In the summer Dannger Country is a sweltering, fly-blown and stinking place and it’s not much better the rest of the year.

Dannger City
Dannger City is the only town in the whole county and it’s not much of a city. It has a few houses, a bar – The Gator – which belongs to the Judge, the Hotel Dannger, the doctor’s office and Pooter’s Garage.

The Gator:
The Gator is a big wooden building, it’s ceiling lined with rotating fans (the generator runs off swamp gas). It serves local food but – alas – no drink. There isn’t much that’s suitable for making into booze in the swamps. Indeed it’s something of a mystery what the Pukes use to make their ‘shine. You can get food and entertainment here, not least of all the lovely presence of Rose Puke, a pretty swamp flower who was rescued from her cousins in the clan Puke by the Judge and his law officers, about the only victory that they’ve ever had over the Puke clan the whole time they’ve been duking it out.

Hotel Dannger:
Judge Gourmand lives here with his impressively fat wife Lola, who runs the hotel. It’s clean and relatively dry and that’s about all that can really be said about it. It’s horribly overpriced for what it is – at least if you’re an outsider – but Lola is a fierce and intimidating woman and won’t stand for any guff, least of all her husband and she’s the only person in the whole area aside from the Pukes who stands up to him.

Doc’s Office:
Doc Petticoat is ancient and wrinkled old near-corpse. He has forgotten more about medicine than most people have ever known. Unfortunately he’s also forgotten most of what he’s known. Any talent he still has for medicine may have more to do with an intimate, personal knowledge of death than any medical skill. He only has the most basic of medical equipment and yet he’s still the best doctor (the only doctor) for some considerable distance.

Pooter’s Garage:
A graveyard of scrap metal, Pooter does his best to cobble together and keep running the few vehicles the town has going for it. The Judge suspects that Pooter is helping the Pukes keep their own car running, but he’s not been able to prove it as of yet and Pooter is far too valuable to the town to lock up or accuse without cause.

The Puke ‘Stead:

The Puke Homestead is a terrifying old farm out in the swamps, lurking atop a big pile of earth and slowly but inevitably sinking into the swamp bit by bit. The Pukes don’t spend much time there any more, it’s really just a rotting heap though it still contains many stuffed and mounted animals in its cobwebbed depths and the Pukes still congregate here as a clan on notable occasions.

The Swamp:
The swamp is a tangled mess of twisted and mutated trees, sucking mud, alligators, snakes and giant mutated catfish.
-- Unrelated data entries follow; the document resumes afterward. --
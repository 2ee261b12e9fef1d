use super::handlers::{health, otp, volunteer};
use utoipa::openapi::{Contact, InfoBuilder, License, OpenApiBuilder, Tag};
use utoipa_axum::{router::OpenApiRouter, routes};

#[must_use]
pub fn openapi() -> utoipa::openapi::OpenApi {
    let (_router, openapi) = api_router().split_for_parts();
    openapi
}

/// Router that serves every documented endpoint and collects the `OpenAPI` document.
///
/// Routes registered outside of it (`OPTIONS /health`, `/uploads`, swagger UI)
/// are not documented.
pub(crate) fn api_router() -> OpenApiRouter {
    let mut otp_tag = Tag::new("otp");
    otp_tag.description = Some("Email ownership verification codes".to_string());

    let mut volunteer_tag = Tag::new("volunteer");
    volunteer_tag.description =
        Some("Registration, sessions and password reset".to_string());

    let mut health_tag = Tag::new("health");
    health_tag.description = Some("Liveness and database status".to_string());

    // utoipa-axum 0.1 has no `get_openapi_mut`; `routes` never touches tags.
    let mut openapi = cargo_openapi();
    openapi.tags = Some(vec![otp_tag, volunteer_tag, health_tag]);

    OpenApiRouter::with_openapi(openapi)
        .routes(routes!(health::health))
        .routes(routes!(otp::send_otp))
        .routes(routes!(otp::resend_otp))
        .routes(routes!(otp::otp_status))
        .routes(routes!(otp::verify_otp))
        .routes(routes!(volunteer::register::register))
        .routes(routes!(volunteer::session::login))
        .routes(routes!(volunteer::session::logout))
        .routes(routes!(volunteer::session::me))
        .routes(routes!(volunteer::password::forgot_password))
        .routes(routes!(volunteer::password::reset_password))
}

fn cargo_openapi() -> utoipa::openapi::OpenApi {
    let mut info = InfoBuilder::new()
        .title(env!("CARGO_PKG_NAME"))
        .version(env!("CARGO_PKG_VERSION"))
        .description(optional_str(env!("CARGO_PKG_DESCRIPTION")))
        .build();

    info.contact = cargo_contact();
    info.license = optional_str(env!("CARGO_PKG_LICENSE")).map(|identifier| {
        let mut license = License::new(identifier);
        license.identifier = Some(identifier.to_string());
        license
    });

    OpenApiBuilder::new().info(info).build()
}

fn cargo_contact() -> Option<Contact> {
    // Cargo joins authors with `;`; only the first one is published.
    let primary = env!("CARGO_PKG_AUTHORS").split(';').next().map(str::trim)?;
    let (name, email) = parse_author(primary);
    if name.is_none() && email.is_none() {
        return None;
    }

    let mut contact = Contact::new();
    contact.name = name.map(str::to_string);
    contact.email = email.map(str::to_string);
    Some(contact)
}

fn optional_str(value: &'static str) -> Option<&'static str> {
    Some(value.trim()).filter(|trimmed| !trimmed.is_empty())
}

/// Split `Name <email>` into its parts.
fn parse_author(author: &str) -> (Option<&str>, Option<&str>) {
    fn non_empty(value: &str) -> Option<&str> {
        Some(value.trim()).filter(|value| !value.is_empty())
    }
    match author.split_once('<') {
        Some((name, rest)) => (non_empty(name), non_empty(rest.trim_end_matches('>'))),
        None => (non_empty(author), None),
    }
}

#[cfg(test)]
mod tests {
    use super::*;

    #[test]
    fn openapi_info_from_cargo() {
        let doc = openapi();
        assert_eq!(doc.info.title, "volreg");
        assert_eq!(doc.info.version, env!("CARGO_PKG_VERSION"));

        let contact = doc.info.contact;
        assert!(contact.is_some());
        if let Some(contact) = contact {
            assert_eq!(contact.name.as_deref(), Some("Team Volreg"));
            assert_eq!(contact.email.as_deref(), Some("team@volreg.dev"));
        }

        let license = doc.info.license;
        assert!(license.is_some());
        if let Some(license) = license {
            assert_eq!(license.identifier.as_deref(), Some("BSD-3-Clause"));
        }
    }

    #[test]
    fn openapi_documents_every_route() {
        let doc = openapi();
        for path in [
            "/health",
            "/v1/volunteer/otp/send",
            "/v1/volunteer/otp/resend",
            "/v1/volunteer/otp/status",
            "/v1/volunteer/otp/verify",
            "/v1/volunteer/register",
            "/v1/volunteer/login",
            "/v1/volunteer/logout",
            "/v1/volunteer/me",
            "/v1/volunteer/password/forgot",
            "/v1/volunteer/password/reset/{token}",
        ] {
            assert!(doc.paths.paths.contains_key(path), "{path} missing");
        }

        let tags = doc.tags.unwrap_or_default();
        assert!(tags.iter().any(|tag| tag.name == "otp"));
        assert!(tags.iter().any(|tag| tag.name == "volunteer"));
    }

    #[test]
    fn parse_author_variants() {
        assert_eq!(
            parse_author("Team Volreg <team@volreg.dev>"),
            (Some("Team Volreg"), Some("team@volreg.dev"))
        );
        assert_eq!(parse_author("Solo"), (Some("Solo"), None));
        assert_eq!(parse_author("<only@mail.dev>"), (None, Some("only@mail.dev")));
        assert_eq!(parse_author("  "), (None, None));
    }
}
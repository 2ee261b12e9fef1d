//! Per-email table of pending verification challenges.
//!
//! Each operation takes the table lock once and performs its whole
//! check-then-write sequence under it. Mail delivery never happens while the
//! lock is held; callers receive an [`IssuedCode`] and report failures back via
//! [`OtpStore::discard`].

use rand::{rngs::OsRng, Rng};
use std::collections::HashMap;
use std::time::Duration;
use tokio::sync::Mutex;
use tokio::time::Instant;

use super::error::OtpError;

const DEFAULT_TTL_SECONDS: u64 = 5 * 60;
const DEFAULT_RESEND_COOLDOWN_SECONDS: u64 = 5 * 60;
const DEFAULT_MAX_ATTEMPTS: u32 = 5;
const CODE_MIN: u32 = 100_000;
const CODE_MAX: u32 = 999_999;

#[derive(Clone, Copy, Debug)]
pub struct OtpConfig {
    ttl: Duration,
    resend_cooldown: Duration,
    max_attempts: u32,
}

impl OtpConfig {
    /// Default config: codes live 5 minutes, resend after 5 minutes, 5 attempts.
    #[must_use]
    pub fn new() -> Self {
        Self {
            ttl: Duration::from_secs(DEFAULT_TTL_SECONDS),
            resend_cooldown: Duration::from_secs(DEFAULT_RESEND_COOLDOWN_SECONDS),
            max_attempts: DEFAULT_MAX_ATTEMPTS,
        }
    }

    #[must_use]
    pub fn with_ttl_seconds(mut self, seconds: u64) -> Self {
        self.ttl = Duration::from_secs(seconds);
        self
    }

    #[must_use]
    pub fn with_resend_cooldown_seconds(mut self, seconds: u64) -> Self {
        self.resend_cooldown = Duration::from_secs(seconds);
        self
    }

    #[must_use]
    pub fn with_max_attempts(mut self, max_attempts: u32) -> Self {
        self.max_attempts = max_attempts;
        self
    }

    #[must_use]
    pub fn normalize(self) -> Self {
        let ttl = if self.ttl.is_zero() {
            Duration::from_secs(1)
        } else {
            self.ttl
        };
        Self {
            ttl,
            resend_cooldown: self.resend_cooldown,
            max_attempts: self.max_attempts.max(1),
        }
    }

    #[must_use]
    pub fn ttl(&self) -> Duration {
        self.ttl
    }

    #[must_use]
    pub fn resend_cooldown(&self) -> Duration {
        self.resend_cooldown
    }

    #[must_use]
    pub fn max_attempts(&self) -> u32 {
        self.max_attempts
    }
}

impl Default for OtpConfig {
    fn default() -> Self {
        Self::new()
    }
}

#[derive(Clone, Debug)]
struct Challenge {
    code: String,
    issued_at: Instant,
    expires_at: Instant,
    attempts: u32,
    verified: bool,
}

/// A code that was just written to the table and still has to be mailed.
#[derive(Clone, Debug, PartialEq, Eq)]
pub struct IssuedCode {
    pub code: String,
    issued_at: Instant,
}

#[derive(Clone, Debug, PartialEq, Eq)]
pub enum IssueOutcome {
    /// The email already passed verification; nothing was written.
    AlreadyVerified,
    Issued(IssuedCode),
}

/// Read-only view of a challenge.
#[derive(Clone, Copy, Debug, Default, PartialEq, Eq)]
pub struct ChallengeStatus {
    pub exists: bool,
    pub can_resend: bool,
    pub is_expired: bool,
    pub verified: bool,
    pub attempts: u32,
    /// Seconds until a resend is allowed, zero when `can_resend`.
    pub remaining_seconds: u64,
}

impl ChallengeStatus {
    fn absent() -> Self {
        Self {
            can_resend: true,
            ..Self::default()
        }
    }
}

#[derive(Debug)]
pub struct OtpStore {
    config: OtpConfig,
    challenges: Mutex<HashMap<String, Challenge>>,
}

impl OtpStore {
    #[must_use]
    pub fn new(config: OtpConfig) -> Self {
        Self {
            config: config.normalize(),
            challenges: Mutex::new(HashMap::new()),
        }
    }

    #[must_use]
    pub fn config(&self) -> &OtpConfig {
        &self.config
    }

    /// Create a challenge unless one is verified or still inside its cooldown.
    ///
    /// # Errors
    /// Returns `OtpError::RateLimited` while the previous code is inside the cooldown.
    pub async fn begin_issue(&self, email: &str) -> Result<IssueOutcome, OtpError> {
        let now = Instant::now();
        let mut challenges = self.challenges.lock().await;

        if let Some(existing) = challenges.get(email) {
            if existing.verified {
                return Ok(IssueOutcome::AlreadyVerified);
            }
            if let Some(retry_after_seconds) = self.cooldown_remaining(existing, now) {
                return Err(OtpError::RateLimited {
                    retry_after_seconds,
                });
            }
        }

        Ok(IssueOutcome::Issued(self.replace(
            &mut challenges,
            email,
            now,
        )))
    }

    /// Replace an existing unverified challenge once its cooldown has passed.
    ///
    /// # Errors
    /// Returns `NoPendingRequest`, `AlreadyVerified` or `RateLimited` depending on the
    /// current challenge.
    pub async fn begin_resend(&self, email: &str) -> Result<IssuedCode, OtpError> {
        let now = Instant::now();
        let mut challenges = self.challenges.lock().await;

        let existing = challenges
            .get(email)
            .ok_or(OtpError::NoPendingRequest)?;
        if existing.verified {
            return Err(OtpError::AlreadyVerified);
        }
        if let Some(retry_after_seconds) = self.cooldown_remaining(existing, now) {
            return Err(OtpError::RateLimited {
                retry_after_seconds,
            });
        }

        Ok(self.replace(&mut challenges, email, now))
    }

    /// Drop a challenge that could not be delivered.
    ///
    /// Only the issuance described by `issued` is removed; a newer challenge for
    /// the same email is left alone. Returns whether anything was removed.
    pub async fn discard(&self, email: &str, issued: &IssuedCode) -> bool {
        let mut challenges = self.challenges.lock().await;
        let same_issuance = challenges.get(email).is_some_and(|challenge| {
            !challenge.verified
                && challenge.issued_at == issued.issued_at
                && challenge.code == issued.code
        });
        if same_issuance {
            challenges.remove(email);
        }
        same_issuance
    }

    pub async fn status(&self, email: &str) -> ChallengeStatus {
        let now = Instant::now();
        let challenges = self.challenges.lock().await;

        let Some(challenge) = challenges.get(email) else {
            return ChallengeStatus::absent();
        };

        let remaining = self.cooldown_remaining(challenge, now);
        ChallengeStatus {
            exists: true,
            can_resend: remaining.is_none(),
            is_expired: now > challenge.expires_at,
            verified: challenge.verified,
            attempts: challenge.attempts,
            remaining_seconds: remaining.unwrap_or(0),
        }
    }

    /// Compare `code` against the pending challenge for `email`.
    ///
    /// Expired challenges and challenges that run out of attempts are deleted.
    ///
    /// # Errors
    /// Returns the `OtpError` describing why the code was not accepted.
    pub async fn verify(&self, email: &str, code: &str) -> Result<(), OtpError> {
        let now = Instant::now();
        let max_attempts = self.config.max_attempts;
        let mut challenges = self.challenges.lock().await;

        let challenge = challenges.get_mut(email).ok_or(OtpError::NotFound)?;
        if challenge.verified {
            return Err(OtpError::AlreadyVerified);
        }

        let failure = if now > challenge.expires_at {
            OtpError::Expired
        } else if challenge.attempts >= max_attempts {
            // Dormant: the wrong code that reaches the ceiling deletes the challenge,
            // so later calls see NotFound. The ceiling still holds if that changes.
            OtpError::AttemptsExceeded
        } else if challenge.code == code {
            challenge.verified = true;
            return Ok(());
        } else {
            challenge.attempts += 1;
            let remaining_attempts = max_attempts - challenge.attempts;
            if remaining_attempts > 0 {
                return Err(OtpError::InvalidCode { remaining_attempts });
            }
            // Last attempt used: the challenge is gone, the caller still learns the code was wrong.
            OtpError::InvalidCode {
                remaining_attempts: 0,
            }
        };

        challenges.remove(email);
        Err(failure)
    }

    pub async fn is_verified(&self, email: &str) -> bool {
        self.challenges
            .lock()
            .await
            .get(email)
            .is_some_and(|challenge| challenge.verified)
    }

    /// Remove a verified challenge once it has been used. Returns whether one was removed.
    pub async fn consume_verified(&self, email: &str) -> bool {
        let mut challenges = self.challenges.lock().await;
        if challenges.get(email).is_some_and(|challenge| challenge.verified) {
            challenges.remove(email);
            true
        } else {
            false
        }
    }

    /// Delete every unverified challenge past its expiry. Returns how many were removed.
    pub async fn cleanup_expired(&self) -> usize {
        let now = Instant::now();
        let mut challenges = self.challenges.lock().await;
        let before = challenges.len();
        challenges.retain(|_, challenge| challenge.verified || now <= challenge.expires_at);
        before - challenges.len()
    }

    pub async fn len(&self) -> usize {
        self.challenges.lock().await.len()
    }

    pub async fn is_empty(&self) -> bool {
        self.challenges.lock().await.is_empty()
    }

    fn replace(
        &self,
        challenges: &mut HashMap<String, Challenge>,
        email: &str,
        now: Instant,
    ) -> IssuedCode {
        let code = generate_code();
        challenges.insert(
            email.to_string(),
            Challenge {
                code: code.clone(),
                issued_at: now,
                expires_at: now + self.config.ttl,
                attempts: 0,
                verified: false,
            },
        );
        IssuedCode {
            code,
            issued_at: now,
        }
    }

    fn cooldown_remaining(&self, challenge: &Challenge, now: Instant) -> Option<u64> {
        let elapsed = now.saturating_duration_since(challenge.issued_at);
        if elapsed >= self.config.resend_cooldown {
            None
        } else {
            Some(ceil_seconds(self.config.resend_cooldown - elapsed))
        }
    }
}

fn generate_code() -> String {
    OsRng.gen_range(CODE_MIN..=CODE_MAX).to_string()
}

fn ceil_seconds(duration: Duration) -> u64 {
    duration.as_secs() + u64::from(duration.subsec_nanos() > 0)
}
//! Volunteer registration (multipart form with documents).
//!
//! Flow Overview:
//! 1) Read text fields and files from the form.
//! 2) Run the checks in a fixed order: required fields, uniqueness, verified
//!    email, undertaking, income range, required documents.
//! 3) Mint the registration number, store the documents, hash the password.
//! 4) Create the record, consume the verification challenge, send a welcome mail.

use axum::{
    extract::{multipart::MultipartRejection, Extension, Multipart},
    http::StatusCode,
    response::{IntoResponse, Response},
    Json,
};
use std::collections::HashMap;
use std::sync::Arc;
use tracing::{error, info, instrument, warn};

use super::types::{RegisterForm, RegisterResponse};
use crate::api::handlers::response::{error_response, ErrorBody, INTERNAL_ERROR};
use crate::api::state::AppState;
use crate::email::welcome_message;
use crate::volunteers::{
    credentials::hash_password, registration_number, CreateOutcome, EducationQualification,
    NewVolunteer, VolunteerDetails,
};

const REQUIRED_FIELDS: [&str; 21] = [
    "name",
    "email",
    "phone",
    "password",
    "guardian",
    "age",
    "address",
    "currentAddress",
    "state",
    "district",
    "city",
    "pincode",
    "dob",
    "gender",
    "bankAccNumber",
    "bankName",
    "ifsc",
    "educationDegree",
    "educationYearOfCompletion",
    "employmentStatus",
    "undertaking",
];

const REQUIRED_DOCUMENTS: [&str; 3] = ["image", "educationCertificate", "bankDocument"];
const DOCUMENT_FIELDS: [&str; 4] = [
    "image",
    "educationCertificate",
    "bankDocument",
    "policeVerification",
];

const ALREADY_REGISTERED: &str = "Email or phone is already registered.";

struct Upload {
    bytes: Vec<u8>,
    file_name: Option<String>,
}

#[derive(Default)]
struct RegistrationForm {
    fields: HashMap<String, String>,
    files: HashMap<String, Upload>,
}

impl RegistrationForm {
    async fn read(mut multipart: Multipart) -> Result<Self, Response> {
        let mut form = Self::default();
        loop {
            let field = match multipart.next_field().await {
                Ok(Some(field)) => field,
                Ok(None) => break,
                Err(err) => return Err(error_response(err.status(), err.body_text())),
            };
            let Some(name) = field.name().map(str::to_string) else {
                continue;
            };

            if DOCUMENT_FIELDS.contains(&name.as_str()) {
                let file_name = field.file_name().map(str::to_string);
                let bytes = field
                    .bytes()
                    .await
                    .map_err(|err| error_response(err.status(), err.body_text()))?;
                // Empty file inputs count as not uploaded.
                if !bytes.is_empty() {
                    form.files.insert(
                        name,
                        Upload {
                            bytes: bytes.to_vec(),
                            file_name,
                        },
                    );
                }
            } else {
                let text = field
                    .text()
                    .await
                    .map_err(|err| error_response(err.status(), err.body_text()))?;
                // Passwords are hashed exactly as typed; login compares them untrimmed.
                let value = if name == "password" {
                    text
                } else {
                    text.trim().to_string()
                };
                form.fields.insert(name, value);
            }
        }
        Ok(form)
    }

    fn text(&self, name: &str) -> &str {
        self.fields.get(name).map_or("", String::as_str)
    }

    fn missing_fields(&self) -> Vec<&'static str> {
        REQUIRED_FIELDS
            .into_iter()
            .filter(|name| self.text(name).is_empty())
            .collect()
    }

    fn missing_documents(&self) -> bool {
        REQUIRED_DOCUMENTS
            .iter()
            .any(|name| !self.files.contains_key(*name))
    }
}

#[utoipa::path(
    post,
    path = "/v1/volunteer/register",
    request_body(content = RegisterForm, content_type = "multipart/form-data"),
    responses(
        (status = 201, description = "Volunteer registered", body = RegisterResponse),
        (status = 400, description = "Validation failure or unverified email", body = ErrorBody),
        (status = 500, description = "Storage failure", body = ErrorBody)
    ),
    tag = "volunteer"
)]
#[instrument(skip_all)]
pub async fn register(
    state: Extension<Arc<AppState>>,
    multipart: Result<Multipart, MultipartRejection>,
) -> impl IntoResponse {
    let multipart = match multipart {
        Ok(multipart) => multipart,
        Err(rejection) => return error_response(rejection.status(), rejection.body_text()),
    };
    let form = match RegistrationForm::read(multipart).await {
        Ok(form) => form,
        Err(response) => return response,
    };

    match register_volunteer(&state, form).await {
        Ok(response) | Err(response) => response,
    }
}

async fn register_volunteer(state: &AppState, form: RegistrationForm) -> Result<Response, Response> {
    let missing = form.missing_fields();
    if !missing.is_empty() {
        return Err(error_response(
            StatusCode::BAD_REQUEST,
            format!("Missing required field(s): {}", missing.join(", ")),
        ));
    }

    let email = form.text("email");
    let phone = form.text("phone");
    let taken = async {
        Ok::<bool, anyhow::Error>(
            state.volunteers().email_exists(email).await?
                || state.volunteers().phone_exists(phone).await?,
        )
    };
    match taken.await {
        Ok(false) => {}
        Ok(true) => return Err(error_response(StatusCode::BAD_REQUEST, ALREADY_REGISTERED)),
        Err(err) => {
            error!("Failed to check volunteer uniqueness: {err:#}");
            return Err(internal());
        }
    }

    if !state.otp_store().is_verified(email).await {
        return Err(error_response(
            StatusCode::BAD_REQUEST,
            "Email is not verified. Please verify your email first.",
        ));
    }

    if form.text("undertaking") != "true" {
        return Err(error_response(
            StatusCode::BAD_REQUEST,
            "Confirmation is required.",
        ));
    }

    let employed = form.text("employmentStatus") == "Employed";
    let income = form.text("monthlyIncomeRange");
    if employed && income.is_empty() {
        return Err(error_response(
            StatusCode::BAD_REQUEST,
            "Monthly income range is required for employed volunteers.",
        ));
    }

    if form.missing_documents() {
        return Err(error_response(
            StatusCode::BAD_REQUEST,
            "All required documents must be uploaded.",
        ));
    }

    let existing = state.volunteers().count().await.map_err(|err| {
        error!("Failed to count volunteers: {err:#}");
        internal()
    })?;
    let temp_reg_number = registration_number(state.config().registration_prefix(), existing);

    let image = upload(state, &form, "image", "users").await?;
    let certificate = upload(state, &form, "educationCertificate", "documents").await?;
    let bank_document = upload(state, &form, "bankDocument", "documents").await?;
    let police_verification = if form.files.contains_key("policeVerification") {
        Some(upload(state, &form, "policeVerification", "documents").await?)
    } else {
        None
    };

    let password = form.text("password").to_string();
    let password_hash = match tokio::task::spawn_blocking(move || hash_password(&password)).await {
        Ok(Ok(hash)) => hash,
        Ok(Err(err)) => {
            error!("Failed to hash password: {err:#}");
            return Err(internal());
        }
        Err(err) => {
            error!("Password hashing task failed: {err}");
            return Err(internal());
        }
    };

    let details = VolunteerDetails {
        name: form.text("name").to_string(),
        email: email.to_string(),
        phone: phone.to_string(),
        guardian: form.text("guardian").to_string(),
        age: form.text("age").to_string(),
        address: form.text("address").to_string(),
        current_address: form.text("currentAddress").to_string(),
        state: form.text("state").to_string(),
        district: form.text("district").to_string(),
        city: form.text("city").to_string(),
        pincode: form.text("pincode").to_string(),
        dob: form.text("dob").to_string(),
        gender: form.text("gender").to_string(),
        bank_acc_number: form.text("bankAccNumber").to_string(),
        bank_name: form.text("bankName").to_string(),
        ifsc: form.text("ifsc").to_string(),
        education_qualification: EducationQualification {
            degree: form.text("educationDegree").to_string(),
            year_of_completion: form.text("educationYearOfCompletion").to_string(),
            certificate,
        },
        employment_status: form.text("employmentStatus").to_string(),
        monthly_income_range: employed.then(|| income.to_string()),
        image,
        bank_document,
        police_verification,
        undertaking: true,
    };

    let volunteer = match state
        .volunteers()
        .create(NewVolunteer {
            temp_reg_number,
            details,
            password_hash,
        })
        .await
    {
        Ok(CreateOutcome::Created(volunteer)) => *volunteer,
        Ok(CreateOutcome::Conflict) => {
            return Err(error_response(StatusCode::BAD_REQUEST, ALREADY_REGISTERED))
        }
        Err(err) => {
            error!("Failed to create volunteer: {err:#}");
            return Err(internal());
        }
    };

    state.otp_store().consume_verified(email).await;

    let welcome = welcome_message(
        email,
        &volunteer.details.name,
        &volunteer.temp_reg_number,
    );
    if let Err(err) = state.mailer().send(&welcome).await {
        warn!("Failed to send welcome email: {err:#}");
    }

    info!(
        volunteer_id = %volunteer.id,
        temp_reg_number = %volunteer.temp_reg_number,
        "volunteer registered"
    );
    Ok((
        StatusCode::CREATED,
        Json(RegisterResponse {
            success: true,
            message: "Volunteer registered successfully.".to_string(),
            volunteer,
        }),
    )
        .into_response())
}

async fn upload(
    state: &AppState,
    form: &RegistrationForm,
    field: &str,
    category: &str,
) -> Result<String, Response> {
    let Some(file) = form.files.get(field) else {
        return Err(internal());
    };
    state
        .documents()
        .upload(&file.bytes, category, file.file_name.as_deref())
        .await
        .map_err(|err| {
            error!(field, "Failed to store document: {err}");
            internal()
        })
}

fn internal() -> Response {
    error_response(StatusCode::INTERNAL_SERVER_ERROR, INTERNAL_ERROR)
}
It’s also home to the Puke clan – scattered in various hovels where they run their stills – and the mysterious source of their power and the fruit that they use to make their ‘shine.

Hovels and Stills:
The Puke clan hovels are all close to the raised dirt tracks that criss-cross the swamp but are little more than shacks with fold down beds and a pot to piss in. The stills are primitive affairs, distilling mashed up and fermented foul-smelling fruit into a clear, powerful, slightly glowing liquor that can be very flammable and explosive.

Mother Hydra:
Deep in the Puke-owned swamps is a grove of seven twisted trees, hung with heavy, misshapen fruit that smells faintly of fish. This is the source of the Puke clan moonshine and the mutation effects of their radioactive moonshine that introduces strange, fish-like traits to those who imbibe it, over time. Some members of the Puke clan who’ve been drinking it for some time have completely transformed into ‘Creatures from Lagoons’ (P85 of the ’45 rulebook) and rest here, protecting the mother trees.

Townsfolk
Judge Gourmand:
Fat, arrogant, disgusting, murderous, lecherous. Gourmand is, nonetheless, the unbending master of Dannger County and the only one standing between the county and chaos. Shame he’s such a disgusting, horrible, bastard.

Sherrif Haslok Poutane:
Incompetent and goofy the only reason he’s sherrif at all is that Gourmand knows he can be easily dominated and made to do what he wants. Haslok has an unreasonable love for his mutated bassett hound, Swift.

Swift the Bassett hound:

A mutated dog, trained by the military to wear a explosive harness and run at tanks, Swift turned out to mutate, during the short war and has somehow managed to survive many attempts to destroy tanks, tractors and several cars. Perhaps swift is immortal?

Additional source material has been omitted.